My Perfect Cheerleader Classmate Stopped Coming to Class After She Got Pregnant
And I forgot she existed until I saw her at graduation
My perfect cheerleader classmate stopped coming to class after she got pregnant, and I forgot she existed until I saw her at graduation.
I took a child development class when I was a senior in high school. It was an elective, and I can't remember why I elected to take it. Child development wasn't really my jam. Even as a teenager, I knew motherhood wasn't in my future - not if I could help it.
For some reason, child development was a class popular with cheerleaders. Perhaps they had all agreed to take the class so they could take it together. In any event, that's how I found myself sitting in the back of a classroom filled with cheerleaders.
I was not cheerleader material.
We mostly ignored each other, and that was fine by me. I've always been loud in my appearance but quiet in my personality. So I just sat there behind all the cheerleaders at school and alternated listening to the teacher with listening to the cheerleader clique and their gossip.
I sat in the very back of class every day, scribbling notes that I'd never read. This was back when I was still trying to decipher the difference between my black fine-tip pens and red ballpoints. My classmates giggled and eraser-clicked their way through class time.
One of the cheerleaders stood out above the rest. Her name was Michele. Michele was the head cheerleader. She was extraordinarily beautiful. Her hair was the blondest and the thickest. Her face was the prettiest. Her skirt was the shortest. She was the most athletic.
Michele was always kind to me; she was the only one.
Then one day, Michele was absent from class. That one day led into several days, then weeks, and then months; and then I completely forgot she had ever existed at all.

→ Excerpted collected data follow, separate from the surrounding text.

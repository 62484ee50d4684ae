//! Microsoft Azure Resource Manager injector.

use std::collections::BTreeMap;

use super::required_input;
use crate::error::InjectResult;
use crate::inject::ini::IniFile;
use crate::inject::{
    BuildContext, EnvValue, ExecutionMode, FileSpec, InjectionResult, Injector, InventoryInput,
    plugin_file_name, render_yaml, ybool, ymap, yseq, ystr,
};
use crate::source::SourceKind;
use crate::vars::NormalizedVars;

const PLUGIN_NAME: &str = "azure.azcollection.azure_rm";
const INI_LOGICAL: &str = "azure_rm.ini";

/// Credential inputs and the `[credentials]` keys the legacy script reads
/// them from.
const CREDENTIAL_INI_KEYS: &[(&str, &str)] = &[
    ("username", "ad_user"),
    ("client", "client_id"),
    ("cloud_environment", "cloud_environment"),
    ("password", "password"),
    ("secret", "secret"),
    ("subscription", "subscription_id"),
    ("tenant", "tenant"),
];

/// Non-secret credential inputs exported as identity environment variables
/// in both modes.
const IDENTITY_ENV: &[(&str, &str)] = &[
    ("subscription", "AZURE_SUBSCRIPTION_ID"),
    ("client", "AZURE_CLIENT_ID"),
    ("tenant", "AZURE_TENANT"),
    ("username", "AZURE_AD_USER"),
    ("cloud_environment", "AZURE_CLOUD_ENVIRONMENT"),
];

fn quoted_list(items: &[String]) -> String {
    let quoted: Vec<String> = items.iter().map(|i| format!("'{}'", i)).collect();
    format!("[{}]", quoted.join(", "))
}

fn csv_items(raw: &str) -> Vec<String> {
    raw.split(',')
        .map(str::trim)
        .filter(|i| !i.is_empty())
        .map(str::to_string)
        .collect()
}

fn add_identity_env(result: &mut InjectionResult, vars: &NormalizedVars) {
    for (input, env_var) in IDENTITY_ENV {
        if let Some(value) = vars.cred_text(input) {
            result.add_env(env_var, EnvValue::Literal(value.to_string()));
        }
    }
}

pub struct AzureRmInjector;

impl Injector for AzureRmInjector {
    fn kind(&self) -> SourceKind {
        SourceKind::AzureRm
    }

    fn plugin_name(&self) -> Option<&'static str> {
        Some(PLUGIN_NAME)
    }

    fn build_script(
        &self,
        vars: &NormalizedVars,
        _ctx: &BuildContext,
    ) -> InjectResult<InjectionResult> {
        required_input(vars, "subscription")?;
        let mut result = InjectionResult::new(
            ExecutionMode::Script,
            InventoryInput::Script(self.kind().script_file().to_string()),
        );

        let mut ini = IniFile::new();
        ini.set_options("azure", vars.options());
        if !vars.regions().is_empty() {
            ini.set("azure", "locations", vars.regions_csv());
        }
        for (input, key) in CREDENTIAL_INI_KEYS {
            if let Some(value) = vars.cred_text(input) {
                ini.set("credentials", key, value);
            }
        }

        // The [credentials] section carries the client secret, so the whole
        // file is owner-only.
        result.add_file(FileSpec::secret_text(INI_LOGICAL, ini.render()));
        result.add_env("AZURE_INI_PATH", EnvValue::FileRef(INI_LOGICAL.to_string()));
        add_identity_env(&mut result, vars);
        Ok(result)
    }

    fn build_plugin(
        &self,
        vars: &NormalizedVars,
        _ctx: &BuildContext,
    ) -> InjectResult<InjectionResult> {
        required_input(vars, "subscription")?;
        let file_name = plugin_file_name(PLUGIN_NAME);
        let mut result = InjectionResult::new(
            ExecutionMode::Plugin,
            InventoryInput::Plugin(file_name.clone()),
        );

        let mut doc: BTreeMap<String, serde_yaml::Value> = BTreeMap::new();
        doc.insert("plugin".to_string(), ystr(PLUGIN_NAME));
        doc.insert("default_host_filters".to_string(), yseq(Vec::new()));

        let mut excludes = Vec::new();
        if let Some(groups) = vars.option_str("resource_groups") {
            let items = csv_items(groups);
            if !items.is_empty() {
                excludes.push(ystr(&format!(
                    "resource_group not in {}",
                    quoted_list(&items)
                )));
            }
        }
        if !vars.regions().is_empty() {
            excludes.push(ystr(&format!(
                "location not in {}",
                quoted_list(vars.regions())
            )));
        }
        doc.insert("exclude_host_filters".to_string(), yseq(excludes));

        if vars.option_bool("use_private_ip", false) {
            let mut expressions = BTreeMap::new();
            expressions.insert(
                "ansible_host".to_string(),
                "private_ipv4_addresses | first".to_string(),
            );
            doc.insert("hostvar_expressions".to_string(), ymap(expressions));
        }

        if let Some(tags) = vars.option_str("tags") {
            let groups: Vec<serde_yaml::Value> = csv_items(tags)
                .iter()
                .map(|term| {
                    let key = term.split(':').next().unwrap_or(term);
                    let mut map = serde_yaml::Mapping::new();
                    map.insert(ystr("key"), ystr(&format!("tags.{}", key)));
                    map.insert(ystr("prefix"), ystr(""));
                    map.insert(ystr("separator"), ystr(""));
                    serde_yaml::Value::Mapping(map)
                })
                .collect();
            if !groups.is_empty() {
                doc.insert("keyed_groups".to_string(), yseq(groups));
            }
        }

        doc.insert("plain_host_names".to_string(), ybool(true));

        result.add_file(FileSpec::text(&file_name, render_yaml(&doc)?));
        add_identity_env(&mut result, vars);
        if let Some(password) = vars.cred_text("password") {
            result.add_env("AZURE_PASSWORD", EnvValue::Secret(password.to_string()));
        }
        if let Some(secret) = vars.cred_text("secret") {
            result.add_env("AZURE_SECRET", EnvValue::Secret(secret.to_string()));
        }
        Ok(result)
    }
}

#[cfg(test)]
mod tests {
    use super::*;
    use crate::credential::Credential;
    use crate::source::SourceDefinition;
    use crate::vars::resolve;
    use serde_json::json;

    fn azure_vars(vars: BTreeMap<String, serde_json::Value>, regions: Option<&str>) -> NormalizedVars {
        let mut inputs = BTreeMap::new();
        inputs.insert("subscription".to_string(), json!("sub-1"));
        inputs.insert("client".to_string(), json!("client-1"));
        inputs.insert("secret".to_string(), json!("shhh"));
        inputs.insert("tenant".to_string(), json!("tenant-1"));
        let cred = Credential::new("azure_rm", inputs).unwrap();
        let mut source = SourceDefinition::new("az", SourceKind::AzureRm).with_vars(vars);
        if let Some(regions) = regions {
            source = source.with_regions(regions).unwrap();
        }
        resolve(&source, Some(&cred)).unwrap()
    }

    #[test]
    fn test_quoted_list() {
        let items = vec!["a".to_string(), "b".to_string()];
        assert_eq!(quoted_list(&items), "['a', 'b']");
    }

    #[test]
    fn test_script_secrets_stay_out_of_env() {
        let vars = azure_vars(BTreeMap::new(), None);
        let ctx = BuildContext { license_type: "open" };
        let result = AzureRmInjector.build_script(&vars, &ctx).unwrap();
        assert!(!result.env.contains_key("AZURE_SECRET"));
        assert!(!result.env.contains_key("AZURE_PASSWORD"));
        assert_eq!(
            result.env.get("AZURE_SUBSCRIPTION_ID"),
            Some(&EnvValue::Literal("sub-1".to_string()))
        );
        let ini = &result.files[0];
        assert!(ini.secret);
        match &ini.content {
            crate::inject::FileContent::Text(text) => {
                assert!(text.contains("[credentials]\n"));
                assert!(text.contains("secret = shhh\n"));
            }
            other => panic!("unexpected content {:?}", other),
        }
    }

    #[test]
    fn test_plugin_exclude_filters() {
        let mut source_vars = BTreeMap::new();
        source_vars.insert("resource_groups".to_string(), json!("rg1,rg2"));
        let vars = azure_vars(source_vars, Some("eastus,westus"));
        let ctx = BuildContext { license_type: "open" };
        let result = AzureRmInjector.build_plugin(&vars, &ctx).unwrap();
        match &result.files[0].content {
            crate::inject::FileContent::Text(text) => {
                assert!(text.contains("- resource_group not in ['rg1', 'rg2']\n"));
                assert!(text.contains("- location not in ['eastus', 'westus']\n"));
                assert!(text.contains("default_host_filters: []\n"));
            }
            other => panic!("unexpected content {:?}", other),
        }
    }

    #[test]
    fn test_plugin_secret_env_fallback() {
        let vars = azure_vars(BTreeMap::new(), None);
        let ctx = BuildContext { license_type: "open" };
        let result = AzureRmInjector.build_plugin(&vars, &ctx).unwrap();
        assert_eq!(
            result.env.get("AZURE_SECRET"),
            Some(&EnvValue::Secret("shhh".to_string()))
        );
        assert!(!result.env.contains_key("AZURE_PASSWORD"));
    }

    #[test]
    fn test_tag_keyed_groups() {
        let mut source_vars = BTreeMap::new();
        source_vars.insert("tags".to_string(), json!("Creator:jm, team"));
        let vars = azure_vars(source_vars, None);
        let ctx = BuildContext { license_type: "open" };
        let result = AzureRmInjector.build_plugin(&vars, &ctx).unwrap();
        match &result.files[0].content {
            crate::inject::FileContent::Text(text) => {
                assert!(text.contains("- key: tags.Creator\n"));
                assert!(text.contains("- key: tags.team\n"));
            }
            other => panic!("unexpected content {:?}", other),
        }
    }
}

The class taught me a lot of things, like why kids don't normally turn into social butterflies overnight. It taught me why they don't play well together at the playground; why they don't really learn anything for those first two years of their lives. But most importantly, the class taught me that it's possible to be pregnant without knowing it, even if you're having your period every month.
I didn't think about Michele for the better part of a year. Not until I was standing in line at graduation, and all the graduating cheerleaders suddenly let out a collective whoop and encircled a late arrival, who didn't look familiar at all.
It took me a solid minute to figure out the identity of the skinny brunette with sallow skin and circles under her eyes. It was Michele, and my first thought was that she must have been very, very ill.
"I wish I had a baby," one cheerleader chirped at Michele, and that's when I understood everything about her year-long absence from school.
"No," Michele replied. "You do not want a baby. It's exhausting."
My perfect cheerleader classmate had become a mother during her senior year of high school, and I had to admit. It did sound pretty exhausting.
I didn't want any part of motherhood; I still don't. But I can't imagine how she handled the rigors of caring for a newborn while doing all her schoolwork at home so she could graduate with the rest of us. That must have been pretty brave.
I wonder how she's doing now, but I guess I'll never know. The truth is that I don't remember her last name. So there's no way to track her down. Even if I could, she's probably forgotten I ever existed.